Take the following ASPX snippet:
<asp:textbox id="txtPassword" runat="server"/> <asp:button id="btnSubmit" runat="server" Text="Submit"/> <asp:requiredfieldvalidator id="valReqPassword" runat="server" ErrorMessage="Password required" ControlToValidate="txtPassword"/>
And the following code-behind logic:
private void btnSubmit_Click(object sender, System.EventArgs e) { SetUserPassword(txtPassword.Text); Response.Write("Password set!"); }
If you enter a blank password and click submit on this form (in a DHTML capable browser), the validation control prevents the post back and displays an error message next to the TextBox control. Testing complete, validation works, continue to the next form.

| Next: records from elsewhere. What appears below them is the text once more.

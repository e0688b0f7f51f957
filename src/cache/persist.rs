//! Cache Persistence Module
//!
//! Snapshot format and durable backends for cache persistence. A store
//! persists its *entire* entry map as one snapshot under a single composite
//! key; every mutating operation overwrites the previous snapshot, so write
//! cost scales with cache size and `max_size` should stay bounded for caches
//! holding large entries.

use std::collections::HashMap;
use std::fs;
use std::path::PathBuf;
use std::sync::Mutex;

use chrono::{DateTime, Utc};
use serde::de::DeserializeOwned;
use serde::{Deserialize, Serialize};

use crate::cache::CacheEntry;
use crate::error::{CacheError, CacheResult};

// == Snapshot ==
/// The persisted form of a cache: the configuration epoch tag plus the full
/// entry map. On load, entries are kept only if the stored version matches
/// the store's configured version and the entry has not expired.
#[derive(Debug, Serialize, Deserialize)]
pub struct Snapshot<T> {
    /// Configuration epoch tag the entries were written under
    pub version: String,
    /// Wall-clock time of the write, for operators inspecting snapshots
    pub saved_at: DateTime<Utc>,
    /// The complete entry map
    pub entries: HashMap<String, CacheEntry<T>>,
}

// == Snapshot Codec ==
/// Pluggable serializer for snapshots. The default is JSON via serde.
pub trait SnapshotCodec<T>: Send + Sync {
    /// Encodes a snapshot to its text form.
    fn encode(&self, snapshot: &Snapshot<T>) -> CacheResult<String>;
    /// Decodes a snapshot from its text form.
    fn decode(&self, payload: &str) -> CacheResult<Snapshot<T>>;
}

/// Default structured-text codec (JSON).
#[derive(Debug, Default, Clone, Copy)]
pub struct JsonCodec;

impl<T> SnapshotCodec<T> for JsonCodec
where
    T: Serialize + DeserializeOwned,
{
    fn encode(&self, snapshot: &Snapshot<T>) -> CacheResult<String> {
        serde_json::to_string(snapshot).map_err(|e| CacheError::Serialization(e.to_string()))
    }

    fn decode(&self, payload: &str) -> CacheResult<Snapshot<T>> {
        serde_json::from_str(payload).map_err(|e| CacheError::Serialization(e.to_string()))
    }
}

// == Persistence Backend ==
/// A durable key/value text store addressed by one composite key per cache.
pub trait PersistenceBackend: Send + Sync {
    /// Reads the payload stored under `key`, if any.
    fn load(&self, key: &str) -> Option<String>;
    /// Stores `payload` under `key`, overwriting any prior value.
    fn store(&self, key: &str, payload: &str) -> CacheResult<()>;
    /// Removes the payload stored under `key`; absent keys are a no-op.
    fn remove(&self, key: &str);
}

// == Memory Backend ==
/// Process-lifetime backend for session-scoped persistence. Meaningful
/// across store reconstructions only when the same backend instance is
/// shared between them.
#[derive(Debug, Default)]
pub struct MemoryBackend {
    entries: Mutex<HashMap<String, String>>,
}

impl MemoryBackend {
    /// Creates an empty backend.
    pub fn new() -> Self {
        Self::default()
    }
}

impl PersistenceBackend for MemoryBackend {
    fn load(&self, key: &str) -> Option<String> {
        self.entries
            .lock()
            .expect("memory backend lock poisoned")
            .get(key)
            .cloned()
    }

    fn store(&self, key: &str, payload: &str) -> CacheResult<()> {
        self.entries
            .lock()
            .expect("memory backend lock poisoned")
            .insert(key.to_string(), payload.to_string());
        Ok(())
    }

    fn remove(&self, key: &str) {
        self.entries
            .lock()
            .expect("memory backend lock poisoned")
            .remove(key);
    }
}

// == File Backend ==
/// Durable-local backend writing one file per composite key under a base
/// directory. Survives process restarts.
#[derive(Debug)]
pub struct FileBackend {
    base_dir: PathBuf,
}

impl FileBackend {
    /// Creates a backend rooted at `base_dir`; the directory is created on
    /// the first write.
    pub fn new(base_dir: impl Into<PathBuf>) -> Self {
        Self {
            base_dir: base_dir.into(),
        }
    }

    fn path_for(&self, key: &str) -> PathBuf {
        self.base_dir.join(format!("{}.json", key))
    }
}

impl PersistenceBackend for FileBackend {
    fn load(&self, key: &str) -> Option<String> {
        fs::read_to_string(self.path_for(key)).ok()
    }

    fn store(&self, key: &str, payload: &str) -> CacheResult<()> {
        fs::create_dir_all(&self.base_dir)
            .map_err(|e| CacheError::Persistence(e.to_string()))?;
        fs::write(self.path_for(key), payload)
            .map_err(|e| CacheError::Persistence(e.to_string()))
    }

    fn remove(&self, key: &str) {
        let _ = fs::remove_file(self.path_for(key));
    }
}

I’m sure many of you have spotted the problem, but judging from newsgroup postings this isn’t so easy for newcomers to catch. One can expose the bug by setting the EnableClientScript property of the validation control to false. Now if the user enters a blank password and clicks submit the validation error message still appears, but in addition all of the code inside the click event handler executes. Unless there is a database constraint in place, chances are the user just set their password to an empty string.
Even with client side scripting enabled, we know it would be easy to give the software un-validated input with the System.Net.WebRequest class. Client side validation works so well in the browser, however, so it is hard to see this vulnerability.
The crux of the misunderstanding is how the client side validation behavior is entirely different from server side behavior. On the client side, if validation fails, the flow of execution effectively stops. On the server side, you have to check Page.IsValid and alter the flow yourself.
Darren Neimke posted today about the difficulty in achieving elegance when writing functionality spanning client and server sides. I agree, at times it still seems much harder than it should be to get things right (with pretty code), particularly since the two sides behave so differently. Perhaps failed validation should trigger an exception on the server side - but I realize this would break many existing applications. Still, something to think about ... and watch for Page.IsValid in code reviews.